### EXCERPTED RECORDS ###

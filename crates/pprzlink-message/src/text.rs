//! Text bus codec.
//!
//! Lines are `sender NAME payload...`. Request/answer lines carry an extra
//! `pid_seq` request id token: `sender id NAME_REQ payload...` for requests,
//! `id sender NAME payload...` for answers.
//!
//! Payload fields are separated by spaces (`;` for the CSV form). Numeric
//! arrays are comma-joined, char arrays are double-quoted so they may contain
//! separators. The legacy `|a,b,c|` char array form is accepted on input.

use std::sync::Arc;

use pprzlink_schema::{ArrayKind, BaseType, FieldDefinition, MessageDefinition, SchemaModel};
use tracing::debug;

use crate::error::{CodecError, TextError};
use crate::message::Message;
use crate::request_id::RequestId;
use crate::value::{numbers_to_array, FieldValue};

/// Suffix naming the request form of a message.
pub const REQUEST_SUFFIX: &str = "_REQ";

/// Text codec settings.
#[derive(Debug, Clone, PartialEq, Eq)]
pub struct TextConfig {
    /// Class whose sender token is the aircraft id.
    pub telemetry_class: String,
    /// Prefix of replayed telemetry senders (`replay12`).
    pub replay_prefix: String,
    /// Payload field separator.
    pub separator: char,
}

impl Default for TextConfig {
    fn default() -> Self {
        Self {
            telemetry_class: "telemetry".to_string(),
            replay_prefix: "replay".to_string(),
            separator: ' ',
        }
    }
}

/// A parsed text bus line.
#[derive(Debug, Clone, PartialEq)]
pub struct TextMessage {
    pub sender: String,
    /// Aircraft the message concerns: the sender for telemetry, the `ac_id`
    /// field (or 0) otherwise.
    pub ac_id: u8,
    pub request_id: Option<RequestId>,
    pub message: Message,
}

/// Payload token.
#[derive(Debug, Clone, PartialEq, Eq)]
enum Token {
    Plain(String),
    Quoted(String),
    /// Legacy `|a,b|` char array.
    Piped(String),
}

/// Split a payload, keeping quoted and piped tokens whole.
///
/// With an explicit separator every slot between separators is a token, even
/// an empty one; whitespace separation collapses runs.
fn tokenize(payload: &str, separator: char) -> Vec<Token> {
    let keep_empty = separator != ' ' && !payload.trim().is_empty();
    let mut tokens = Vec::new();
    let mut plain = String::new();
    // a quoted or piped token already filled the current slot
    let mut slot_filled = false;
    let mut chars = payload.chars();

    let flush = |plain: &mut String, tokens: &mut Vec<Token>, slot_filled: bool| {
        let token = plain.trim();
        if !token.is_empty() || (keep_empty && !slot_filled) {
            tokens.push(Token::Plain(token.to_string()));
        }
        plain.clear();
    };

    while let Some(c) = chars.next() {
        if c == '"' || c == '|' {
            if !plain.trim().is_empty() {
                flush(&mut plain, &mut tokens, false);
            }
            plain.clear();
            let inner: String = chars.by_ref().take_while(|&c| c != '"' && c != '|').collect();
            tokens.push(if c == '"' {
                Token::Quoted(inner)
            } else {
                Token::Piped(inner)
            });
            slot_filled = true;
        } else if c == separator || (separator == ' ' && c.is_whitespace()) {
            flush(&mut plain, &mut tokens, slot_filled);
            slot_filled = false;
        } else {
            plain.push(c);
        }
    }
    flush(&mut plain, &mut tokens, slot_filled);
    tokens
}

/// First whitespace-delimited token and the remainder.
fn next_token(line: &str) -> (&str, &str) {
    let line = line.trim_start();
    match line.find(char::is_whitespace) {
        Some(end) => (&line[..end], &line[end..]),
        None => (line, ""),
    }
}

fn parse_number(text: &str) -> Option<FieldValue> {
    if let Ok(v) = text.parse::<u64>() {
        Some(FieldValue::UInt(v))
    } else if let Ok(v) = text.parse::<i64>() {
        Some(FieldValue::Int(v))
    } else {
        text.parse::<f64>().ok().map(FieldValue::Float)
    }
}

fn parse_field(field: &FieldDefinition, token: &Token) -> Result<FieldValue, TextError> {
    let invalid = |text: &str| TextError::InvalidValue {
        field: field.name.clone(),
        value: text.to_string(),
    };
    let ty = &field.field_type;

    let value = match (ty.array, ty.base, token) {
        (ArrayKind::None, BaseType::Char, Token::Plain(s) | Token::Quoted(s)) => {
            FieldValue::Text(s.clone())
        }
        (ArrayKind::None, _, Token::Plain(s)) => match parse_number(s) {
            Some(v) => v,
            None => field
                .values
                .as_ref()
                .and_then(|values| values.value_of(s))
                .map(FieldValue::UInt)
                .ok_or_else(|| invalid(s))?,
        },
        (ArrayKind::None, _, Token::Quoted(s) | Token::Piped(s)) => return Err(invalid(s)),
        (_, BaseType::Char, Token::Piped(s)) => FieldValue::Text(s.replace(',', "")),
        (_, BaseType::Char, Token::Plain(s) | Token::Quoted(s)) => FieldValue::Text(s.clone()),
        (_, _, Token::Plain(s) | Token::Quoted(s) | Token::Piped(s)) => {
            let numbers = s
                .split(',')
                .map(str::trim)
                .filter(|item| !item.is_empty())
                .map(|item| parse_number(item).ok_or_else(|| invalid(item)))
                .collect::<Result<Vec<_>, _>>()?;
            numbers_to_array(numbers)
        }
    };
    Ok(value.coerce(field)?)
}

/// `NAME;f1;f2` form used to embed a message in a text field.
pub fn to_csv(message: &Message) -> String {
    format!("{};{}", message.name(), payload_string(message, ';'))
}

/// Name of the request form of `name`.
pub fn request_name(name: &str) -> String {
    format!("{name}{REQUEST_SUFFIX}")
}

/// Name answered by a request message, if `name` is one.
pub fn answered_name(name: &str) -> Option<&str> {
    name.strip_suffix(REQUEST_SUFFIX).filter(|base| !base.is_empty())
}

/// Payload fields joined by `separator`. Text and empty arrays are quoted so
/// every field keeps a token of its own.
pub fn payload_string(message: &Message, separator: char) -> String {
    let mut out = String::new();
    for (idx, (field, value)) in message.fields().enumerate() {
        if idx > 0 {
            out.push(separator);
        }
        if field.field_type.is_text() || value.len() == Some(0) {
            out.push('"');
            value.write_text(field.field_type.base, &mut out);
            out.push('"');
        } else {
            value.write_text(field.field_type.base, &mut out);
        }
    }
    out
}

/// Text bus codec bound to one schema.
#[derive(Debug, Clone)]
pub struct TextCodec {
    schema: Arc<SchemaModel>,
    config: TextConfig,
}

impl TextCodec {
    pub fn new(schema: Arc<SchemaModel>) -> Self {
        Self::with_config(schema, TextConfig::default())
    }

    pub fn with_config(schema: Arc<SchemaModel>, config: TextConfig) -> Self {
        Self { schema, config }
    }

    pub fn schema(&self) -> &Arc<SchemaModel> {
        &self.schema
    }

    pub fn config(&self) -> &TextConfig {
        &self.config
    }

    /// `sender NAME payload`
    pub fn encode(&self, sender: &str, message: &Message) -> String {
        self.line(&[sender, message.name()], message)
    }

    /// `sender id NAME_REQ payload`
    pub fn request_line(&self, sender: &str, id: &RequestId, request: &Message) -> String {
        self.line(&[sender, id.as_str(), request.name()], request)
    }

    /// `id sender NAME payload`
    pub fn answer_line(&self, id: &RequestId, sender: &str, answer: &Message) -> String {
        self.line(&[id.as_str(), sender, answer.name()], answer)
    }

    /// Default instance of the request message for `name` in `class`.
    pub fn request(&self, class: &str, name: &str) -> Result<Message, TextError> {
        Ok(Message::from_schema(&self.schema, class, &request_name(name))?)
    }

    /// Parse a payload for a known message.
    pub fn parse_payload(
        &self,
        definition: &Arc<MessageDefinition>,
        payload: &str,
    ) -> Result<Message, TextError> {
        let tokens = tokenize(payload, self.config.separator);
        let fields = &definition.fields;
        if tokens.len() != fields.len() {
            return Err(CodecError::FieldCountMismatch {
                message: definition.name.clone(),
                expected: fields.len(),
                actual: tokens.len(),
            }
            .into());
        }

        let mut message = Message::new(Arc::clone(definition));
        for (idx, token) in tokens.iter().enumerate() {
            let value = parse_field(&fields[idx], token)?;
            message.set_index(idx, value)?;
        }
        Ok(message)
    }

    /// Parse a line, searching every class for the message name.
    pub fn parse_line(&self, line: &str) -> Result<TextMessage, TextError> {
        self.parse_with(line, |name| self.schema.find_message(name))
    }

    /// Parse a line whose message belongs to `class`.
    pub fn parse_line_in(&self, class: &str, line: &str) -> Result<TextMessage, TextError> {
        let class = self
            .schema
            .class(class)
            .ok_or_else(|| TextError::Codec(CodecError::UnknownClass(class.to_string())))?;
        self.parse_with(line, |name| class.message(name))
    }

    /// Parse a [`to_csv`] string of a message in `class`.
    pub fn from_csv(&self, class: &str, text: &str) -> Result<Message, TextError> {
        let (name, payload) = text.split_once(';').unwrap_or((text, ""));
        let definition = self
            .schema
            .message(class, name.trim())
            .ok_or_else(|| TextError::UnknownMessage(name.trim().to_string()))?;
        let csv = Self::with_config(
            Arc::clone(&self.schema),
            TextConfig {
                separator: ';',
                ..self.config.clone()
            },
        );
        csv.parse_payload(definition, payload)
    }

    fn line(&self, head: &[&str], message: &Message) -> String {
        let mut line = head.join(" ");
        let payload = payload_string(message, self.config.separator);
        if !payload.is_empty() {
            line.push(' ');
            line.push_str(&payload);
        }
        line
    }

    fn parse_with<'s>(
        &'s self,
        line: &str,
        lookup: impl Fn(&str) -> Option<&'s Arc<MessageDefinition>>,
    ) -> Result<TextMessage, TextError> {
        let (first, rest) = next_token(line);
        if first.is_empty() {
            return Err(TextError::Empty);
        }
        let (second, rest) = next_token(rest);
        if second.is_empty() {
            return Err(TextError::Malformed(line.trim().to_string()));
        }

        let (sender, request_id, name, payload) = if RequestId::matches(first) {
            let (name, payload) = next_token(rest);
            (second, first.parse().ok(), name, payload)
        } else if RequestId::matches(second) {
            let (name, payload) = next_token(rest);
            (first, second.parse().ok(), name, payload)
        } else {
            (first, None, second, rest)
        };
        if name.is_empty() {
            return Err(TextError::Malformed(line.trim().to_string()));
        }

        let definition =
            lookup(name).ok_or_else(|| TextError::UnknownMessage(name.to_string()))?;
        let message = self.parse_payload(definition, payload)?;
        let ac_id = self.ac_id(sender, &message)?;
        debug!(sender, message = %name, ac_id, "parsed text message");

        Ok(TextMessage {
            sender: sender.to_string(),
            ac_id,
            request_id,
            message,
        })
    }

    fn ac_id(&self, sender: &str, message: &Message) -> Result<u8, TextError> {
        if message.class_name() == self.config.telemetry_class {
            let id = sender
                .strip_prefix(self.config.replay_prefix.as_str())
                .unwrap_or(sender);
            return id
                .parse()
                .map_err(|_| TextError::InvalidSender(sender.to_string()));
        }
        let Ok(value) = message.get("ac_id") else {
            return Ok(0);
        };
        value
            .as_u64()
            .and_then(|v| u8::try_from(v).ok())
            .ok_or_else(|| TextError::InvalidValue {
                field: "ac_id".to_string(),
                value: value.to_string(),
            })
    }
}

###

PROBLEM: Taking the entries above, write out exactly each line from the one holding "answer: &Message) ->" to the one holding "a line whose", both included, and stop there.

RESPONSE TO THE EXERCISE:
    pub fn answer_line(&self, id: &RequestId, sender: &str, answer: &Message) -> String {
        self.line(&[id.as_str(), sender, answer.name()], answer)
    }

    /// Default instance of the request message for `name` in `class`.
    pub fn request(&self, class: &str, name: &str) -> Result<Message, TextError> {
        Ok(Message::from_schema(&self.schema, class, &request_name(name))?)
    }

    /// Parse a payload for a known message.
    pub fn parse_payload(
        &self,
        definition: &Arc<MessageDefinition>,
        payload: &str,
    ) -> Result<Message, TextError> {
        let tokens = tokenize(payload, self.config.separator);
        let fields = &definition.fields;
        if tokens.len() != fields.len() {
            return Err(CodecError::FieldCountMismatch {
                message: definition.name.clone(),
                expected: fields.len(),
                actual: tokens.len(),
            }
            .into());
        }

        let mut message = Message::new(Arc::clone(definition));
        for (idx, token) in tokens.iter().enumerate() {
            let value = parse_field(&fields[idx], token)?;
            message.set_index(idx, value)?;
        }
        Ok(message)
    }

    /// Parse a line, searching every class for the message name.
    pub fn parse_line(&self, line: &str) -> Result<TextMessage, TextError> {
        self.parse_with(line, |name| self.schema.find_message(name))
    }

    /// Parse a line whose message belongs to `class`.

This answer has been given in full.